Off the field, things went from baffling to worse when the team was sold to Detroit businessman Bernard Glieberman, who promptly installed his son, Lonie, as president. The Gliebermans' rule proved both inept and mean-spirited—they continued to put a bad product on the field, then complained when crowds remained small, and soon were making noise about moving the team south. They eventually strong-armed the league into allowing them to split the team in two, and take one half to Shreveport, Louisiana, where they became the Pirates, part of the CFL's ill-fated American experiment.
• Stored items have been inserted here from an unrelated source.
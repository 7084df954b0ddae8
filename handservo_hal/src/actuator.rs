//! Shared actuator handle.
//!
//! `Actuator` wraps the active driver so that the sweep worker and the
//! controller can both command it. Writes are serialized through a mutex;
//! the last commanded position is mirrored in an atomic so it can be
//! sampled without taking the driver lock.

use crate::driver_registry::DriverRegistry;
use handservo_common::config::ServoConfig;
use handservo_common::driver::{DriverDiagnostics, DriverError, ServoDriver};
use handservo_common::servo::CommandedPosition;
use parking_lot::Mutex;
use std::sync::Arc;
use std::sync::atomic::{AtomicBool, AtomicU64, Ordering};
use tracing::{debug, info, warn};

struct ActuatorInner {
    driver: Mutex<Box<dyn ServoDriver>>,
    driver_name: &'static str,
    /// `f64` bits of the last successfully commanded position.
    last_bits: AtomicU64,
    writes: AtomicU64,
    released: AtomicBool,
}

/// Cloneable handle to the initialized servo driver.
#[derive(Clone)]
pub struct Actuator {
    inner: Arc<ActuatorInner>,
}

impl Actuator {
    /// Initialize `driver` with `config` and wrap it.
    ///
    /// # Errors
    /// Propagates the driver's `init()` error.
    pub fn new(mut driver: Box<dyn ServoDriver>, config: &ServoConfig) -> Result<Self, DriverError> {
        driver.init(config)?;
        let driver_name = driver.name();
        info!("Actuator using driver {} v{}", driver_name, driver.version());

        Ok(Self {
            inner: Arc::new(ActuatorInner {
                driver: Mutex::new(driver),
                driver_name,
                last_bits: AtomicU64::new(CommandedPosition::CENTER.value().to_bits()),
                writes: AtomicU64::new(0),
                released: AtomicBool::new(false),
            }),
        })
    }

    /// Create the driver named in `config.driver` from `registry` and initialize it.
    pub fn open(registry: &DriverRegistry, config: &ServoConfig) -> Result<Self, DriverError> {
        let driver = registry.create_driver(&config.driver)?;
        Self::new(driver, config)
    }

    /// Write a position through the driver.
    ///
    /// # Errors
    /// `DriverError::NotInitialized` after [`release`](Self::release), or
    /// whatever the driver reports.
    pub fn command(&self, position: CommandedPosition) -> Result<(), DriverError> {
        let mut driver = self.inner.driver.lock();
        if self.inner.released.load(Ordering::Acquire) {
            return Err(DriverError::NotInitialized(self.inner.driver_name));
        }
        driver.set_position(position)?;
        self.inner
            .last_bits
            .store(position.value().to_bits(), Ordering::Release);
        self.inner.writes.fetch_add(1, Ordering::Relaxed);
        Ok(())
    }

    /// Last successfully commanded position (center before the first write).
    pub fn position(&self) -> CommandedPosition {
        CommandedPosition::new(f64::from_bits(self.inner.last_bits.load(Ordering::Acquire)))
    }

    /// Number of successful writes.
    pub fn writes(&self) -> u64 {
        self.inner.writes.load(Ordering::Relaxed)
    }

    /// Name of the wrapped driver.
    pub fn driver_name(&self) -> &'static str {
        self.inner.driver_name
    }

    /// Driver diagnostics, if the driver provides any.
    pub fn diagnostics(&self) -> Option<DriverDiagnostics> {
        self.inner.driver.lock().diagnostics()
    }

    /// True once the driver has been shut down.
    pub fn is_released(&self) -> bool {
        self.inner.released.load(Ordering::Acquire)
    }

    /// Shut the driver down. Only the first call reaches the driver.
    ///
    /// Does not move the servo; center it first.
    pub fn release(&self) -> Result<(), DriverError> {
        let mut driver = self.inner.driver.lock();
        if self.inner.released.swap(true, Ordering::AcqRel) {
            debug!("Actuator already released");
            return Ok(());
        }
        info!(
            "Releasing actuator after {} writes (last position {})",
            self.writes(),
            self.position()
        );
        driver.shutdown().inspect_err(|e| {
            warn!("Driver shutdown failed: {e}");
        })
    }
}

impl std::fmt::Debug for Actuator {
    fn fmt(&self, f: &mut std::fmt::Formatter<'_>) -> std::fmt::Result {
        f.debug_struct("Actuator")
            .field("driver", &self.inner.driver_name)
            .field("position", &self.position())
            .field("writes", &self.writes())
            .field("released", &self.is_released())
            .finish()
    }
}
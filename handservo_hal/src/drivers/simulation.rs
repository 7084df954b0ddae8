//! Simulation driver.
//!
//! Accepts every write, remembers the last position and, when given a
//! [`PositionLog`], records each write with its timestamp. Used when no
//! servo hardware is attached and by the timing tests.

use super::pulse::pulse_width_us;
use handservo_common::config::ServoConfig;
use handservo_common::driver::{DriverDiagnostics, DriverError, ServoDriver};
use handservo_common::servo::CommandedPosition;
use parking_lot::Mutex;
use std::sync::Arc;
use std::time::Instant;
use tracing::{debug, info, trace};

/// One recorded write.
#[derive(Debug, Clone, Copy, PartialEq)]
pub struct PositionSample {
    /// When the driver accepted the write.
    pub at: Instant,
    /// Position written.
    pub position: CommandedPosition,
}

/// Shared, append-only record of every position written to a driver.
#[derive(Debug, Clone, Default)]
pub struct PositionLog {
    samples: Arc<Mutex<Vec<PositionSample>>>,
}

impl PositionLog {
    /// Create an empty log.
    pub fn new() -> Self {
        Self::default()
    }

    fn record(&self, position: CommandedPosition) {
        self.samples.lock().push(PositionSample {
            at: Instant::now(),
            position,
        });
    }

    /// Copy of all samples so far.
    pub fn snapshot(&self) -> Vec<PositionSample> {
        self.samples.lock().clone()
    }

    /// Raw values of all samples so far.
    pub fn values(&self) -> Vec<f64> {
        self.samples.lock().iter().map(|s| s.position.value()).collect()
    }

    /// Number of samples.
    pub fn len(&self) -> usize {
        self.samples.lock().len()
    }

    /// True if nothing has been written.
    pub fn is_empty(&self) -> bool {
        self.samples.lock().is_empty()
    }

    /// Most recent sample.
    pub fn last(&self) -> Option<PositionSample> {
        self.samples.lock().last().copied()
    }
}

/// Simulation driver implementing the `ServoDriver` trait.
pub struct SimulationDriver {
    /// Driver name
    name: &'static str,
    /// Driver version
    version: &'static str,
    /// Config captured at init (for pulse diagnostics)
    config: Option<ServoConfig>,
    /// Last position written
    position: Option<CommandedPosition>,
    /// Accepted writes
    writes: u64,
    /// Optional shared write log
    log: Option<PositionLog>,
}

impl SimulationDriver {
    /// Create a new simulation driver instance.
    pub fn new() -> Self {
        Self {
            name: "simulation",
            version: env!("CARGO_PKG_VERSION"),
            config: None,
            position: None,
            writes: 0,
            log: None,
        }
    }

    /// Create a simulation driver that records every write into `log`.
    pub fn with_log(log: PositionLog) -> Self {
        Self {
            log: Some(log),
            ..Self::new()
        }
    }
}

impl Default for SimulationDriver {
    fn default() -> Self {
        Self::new()
    }
}

impl ServoDriver for SimulationDriver {
    fn name(&self) -> &'static str {
        self.name
    }

    fn version(&self) -> &'static str {
        self.version
    }

    fn init(&mut self, config: &ServoConfig) -> Result<(), DriverError> {
        info!(
            "Simulation servo ready (pulse {}/{}/{} us, period {} ms)",
            config.pulse_min_us, config.pulse_neutral_us, config.pulse_max_us, config.period_ms
        );
        self.config = Some(config.clone());
        Ok(())
    }

    fn set_position(&mut self, position: CommandedPosition) -> Result<(), DriverError> {
        let Some(config) = &self.config else {
            return Err(DriverError::NotInitialized(self.name));
        };
        trace!(
            "sim servo -> {} ({} us)",
            position,
            pulse_width_us(position, config)
        );
        self.position = Some(position);
        self.writes += 1;
        if let Some(log) = &self.log {
            log.record(position);
        }
        Ok(())
    }

    fn shutdown(&mut self) -> Result<(), DriverError> {
        debug!(
            "Simulation servo released after {} writes (last={:?})",
            self.writes, self.position
        );
        self.config = None;
        Ok(())
    }

    fn diagnostics(&self) -> Option<DriverDiagnostics> {
        let custom = match (&self.config, self.position) {
            (Some(config), Some(pos)) => Some(format!("pulse={}us", pulse_width_us(pos, config))),
            _ => None,
        };
        Some(DriverDiagnostics {
            writes: self.writes,
            last_position: self.position,
            custom,
        })
    }
}

/// Factory function to create a simulation driver instance.
pub fn create_driver() -> Box<dyn ServoDriver> {
    Box::new(SimulationDriver::new())
}

#[cfg(test)]
mod tests {
    use super::*;

    #[test]
    fn write_before_init_rejected() {
        let mut driver = SimulationDriver::new();
        let result = driver.set_position(CommandedPosition::CENTER);
        assert!(matches!(result, Err(DriverError::NotInitialized("simulation"))));
    }

    #[test]
    fn writes_are_logged_in_order() {
        let log = PositionLog::new();
        let mut driver = SimulationDriver::with_log(log.clone());
        driver.init(&ServoConfig::default()).unwrap();

        driver.set_position(CommandedPosition::new(-1.0)).unwrap();
        driver.set_position(CommandedPosition::new(-0.95)).unwrap();
        driver.set_position(CommandedPosition::CENTER).unwrap();

        assert_eq!(log.values(), vec![-1.0, -0.95, 0.0]);
        let samples = log.snapshot();
        assert!(samples[0].at <= samples[2].at);

        let diag = driver.diagnostics().unwrap();
        assert_eq!(diag.writes, 3);
        assert_eq!(diag.last_position, Some(CommandedPosition::CENTER));
        assert_eq!(diag.custom.as_deref(), Some("pulse=1500us"));
    }

    #[test]
    fn write_after_shutdown_rejected() {
        let mut driver = SimulationDriver::new();
        driver.init(&ServoConfig::default()).unwrap();
        driver.shutdown().unwrap();
        assert!(driver.set_position(CommandedPosition::MAX).is_err());
    }
}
The Gliebermans said plenty that didn't make sense, consistent with a long line of men at podiums promising change on the field, but ultimately producing more of the wretched same. In 1994, they sold the Riders to real estate grandee Bruce Firestone, who was fresh off delivering the reborn Ottawa Senators to the NHL. A year later, shortly after the club drafted a dead man in the dispersal draft aimed at redistributing the Las Vegas Posse's human assets, Firestone sold the team to Chicago businessman Horn Chen. Chen's ownership tenure is neatly encapsulated within the small factoid that he never once traveled to Canada to watch his team play. In the end, hobbled by successive decades of mismanagement and the resultant effect on the public's willingness to show up, the team, already on life support, was passed into the hands of the league, and pronounced dead shortly thereafter.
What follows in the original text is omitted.